== SOURCE MATERIAL ==
_ _ _

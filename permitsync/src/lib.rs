pub mod config;
pub mod matcher;
pub mod pdftext;
pub mod report;
pub mod status;
pub mod sync;
pub mod token_provider;

pub use config::{AppConfig, SetupFailure};
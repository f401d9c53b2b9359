use reqwest::{Client, StatusCode};
use serde::{Deserialize, Serialize};
use thiserror::Error;
use url::Url;

pub const FOLDER_MIME: &str = "application/vnd.google-apps.folder";
pub const PDF_MIME: &str = "application/pdf";

const PAGE_SIZE: u32 = 1000;
const LIST_FIELDS: &str = "nextPageToken, files(id, name, size, modifiedTime, webViewLink)";

#[derive(Debug, Error)]
pub enum DriveError {
    #[error("request failed: {0}")]
    Request(#[from] reqwest::Error),
    #[error("invalid url: {0}")]
    Url(#[from] url::ParseError),
    #[error("api returned {status}: {body}")]
    Api { status: StatusCode, body: String },
}

#[derive(Debug, Clone, Copy, PartialEq, Eq)]
pub enum ApiErrorClass {
    Auth,
    Permission,
    RateLimit,
    Transient,
    Permanent,
}

impl DriveError {
    pub fn classification(&self) -> ApiErrorClass {
        match self {
            DriveError::Api { status, .. } => classify_api_status(*status),
            DriveError::Request(err) if err.is_timeout() || err.is_connect() => {
                ApiErrorClass::Transient
            }
            _ => ApiErrorClass::Permanent,
        }
    }

    pub fn is_retryable(&self) -> bool {
        matches!(
            self.classification(),
            ApiErrorClass::RateLimit | ApiErrorClass::Transient
        )
    }

    pub fn is_permission_denied(&self) -> bool {
        self.classification() == ApiErrorClass::Permission
    }
}

pub(crate) fn classify_api_status(status: StatusCode) -> ApiErrorClass {
    if status == StatusCode::UNAUTHORIZED {
        ApiErrorClass::Auth
    } else if status == StatusCode::FORBIDDEN {
        ApiErrorClass::Permission
    } else if status == StatusCode::TOO_MANY_REQUESTS {
        ApiErrorClass::RateLimit
    } else if status.is_server_error()
        || matches!(status, StatusCode::REQUEST_TIMEOUT | StatusCode::CONFLICT)
    {
        ApiErrorClass::Transient
    } else {
        ApiErrorClass::Permanent
    }
}

/// Filter expression for a file listing call. `trashed = false` is always
/// appended; everything else is optional.
#[derive(Debug, Clone, Default)]
pub struct FileQuery {
    pub parent: Option<String>,
    pub mime_type: Option<String>,
    pub modified_after: Option<String>,
}

impl FileQuery {
    pub fn folders_modified_after(timestamp: impl Into<String>) -> Self {
        Self {
            parent: None,
            mime_type: Some(FOLDER_MIME.to_string()),
            modified_after: Some(timestamp.into()),
        }
    }

    pub fn folders() -> Self {
        Self {
            parent: None,
            mime_type: Some(FOLDER_MIME.to_string()),
            modified_after: None,
        }
    }

    pub fn pdfs_in(parent: impl Into<String>) -> Self {
        Self {
            parent: Some(parent.into()),
            mime_type: Some(PDF_MIME.to_string()),
            modified_after: None,
        }
    }

    pub fn to_expression(&self) -> String {
        let mut parts = Vec::new();
        if let Some(parent) = &self.parent {
            parts.push(format!("'{parent}' in parents"));
        }
        if let Some(mime) = &self.mime_type {
            parts.push(format!("mimeType = '{mime}'"));
        }
        if let Some(threshold) = &self.modified_after {
            parts.push(format!("modifiedTime >= '{threshold}'"));
        }
        parts.push("trashed = false".to_string());
        parts.join(" and ")
    }
}

#[derive(Clone)]
pub struct DriveClient {
    http: Client,
    base_url: Url,
    token: String,
    drive_id: String,
}

impl DriveClient {
    pub fn new(
        base_url: &str,
        token: impl Into<String>,
        drive_id: impl Into<String>,
    ) -> Result<Self, DriveError> {
        Ok(Self {
            http: Client::new(),
            base_url: Url::parse(base_url)?,
            token: token.into(),
            drive_id: drive_id.into(),
        })
    }

    pub async fn list_files(
        &self,
        query: &FileQuery,
        page_token: Option<&str>,
    ) -> Result<FileListPage, DriveError> {
        let mut url = self.endpoint("/drive/v3/files")?;
        {
            let mut pairs = url.query_pairs_mut();
            pairs.append_pair("q", &query.to_expression());
            pairs.append_pair("corpora", "drive");
            pairs.append_pair("driveId", &self.drive_id);
            pairs.append_pair("includeItemsFromAllDrives", "true");
            pairs.append_pair("supportsAllDrives", "true");
            pairs.append_pair("pageSize", &PAGE_SIZE.to_string());
            pairs.append_pair("fields", LIST_FIELDS);
            if let Some(token) = page_token {
                pairs.append_pair("pageToken", token);
            }
        }
        let response = self
            .http
            .get(url)
            .header("Authorization", self.auth_header_value())
            .send()
            .await?;
        Self::handle_response(response).await
    }

    /// Drains pagination: follows the continuation token until absent.
    pub async fn list_files_all(&self, query: &FileQuery) -> Result<Vec<FileMeta>, DriveError> {
        let mut files = Vec::new();
        let mut page_token: Option<String> = None;
        loop {
            let page = self.list_files(query, page_token.as_deref()).await?;
            files.extend(page.files);
            match page.next_page_token {
                Some(token) => page_token = Some(token),
                None => break,
            }
        }
        Ok(files)
    }

    pub async fn download(&self, file_id: &str) -> Result<Vec<u8>, DriveError> {
        let mut url = self.endpoint(&format!("/drive/v3/files/{file_id}"))?;
        {
            let mut pairs = url.query_pairs_mut();
            pairs.append_pair("alt", "media");
            pairs.append_pair("supportsAllDrives", "true");
        }
        let response = self
            .http
            .get(url)
            .header("Authorization", self.auth_header_value())
            .send()
            .await?;
        if response.status().is_success() {
            Ok(response.bytes().await?.to_vec())
        } else {
            let status = response.status();
            let body = response.text().await.unwrap_or_default();
            Err(DriveError::Api { status, body })
        }
    }

    fn auth_header_value(&self) -> String {
        format!("Bearer {}", self.token)
    }

    fn endpoint(&self, path: &str) -> Result<Url, DriveError> {
        Ok(self.base_url.join(path)?)
    }

    async fn handle_response<T: serde::de::DeserializeOwned>(
        response: reqwest::Response,
    ) -> Result<T, DriveError> {
        if response.status().is_success() {
            Ok(response.json::<T>().await?)
        } else {
            let status = response.status();
            let body = response.text().await.unwrap_or_default();
            Err(DriveError::Api { status, body })
        }
    }
}

#[derive(Debug, Clone, Deserialize, Serialize)]
pub struct FileMeta {
    pub id: String,
    pub name: String,
    #[serde(default)]
    pub size: Option<u64>,
    #[serde(default, rename = "modifiedTime")]
    pub modified_time: Option<String>,
    #[serde(default, rename = "webViewLink")]
    pub web_view_link: Option<String>,
}

#[derive(Debug, Deserialize)]
pub struct FileListPage {
    #[serde(default)]
    pub files: Vec<FileMeta>,
    #[serde(default, rename = "nextPageToken")]
    pub next_page_token: Option<String>,
}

_ _ _

== YOUR ASSIGNMENT ==
Write out exactly, please, the lines beginning at the start of the material and ending with the line that holds "const PAGE_SIZE: u32 = 1000;", both included.

== EXERCISE ANSWER ==
filename permitsync/src/lib.rs
pub mod config;
pub mod matcher;
pub mod pdftext;
pub mod report;
pub mod status;
pub mod sync;
pub mod token_provider;

pub use config::{AppConfig, SetupFailure};
repository f401d9c53b2b9359
use reqwest::{Client, StatusCode};
use serde::{Deserialize, Serialize};
use thiserror::Error;
use url::Url;

pub const FOLDER_MIME: &str = "application/vnd.google-apps.folder";
pub const PDF_MIME: &str = "application/pdf";

const PAGE_SIZE: u32 = 1000;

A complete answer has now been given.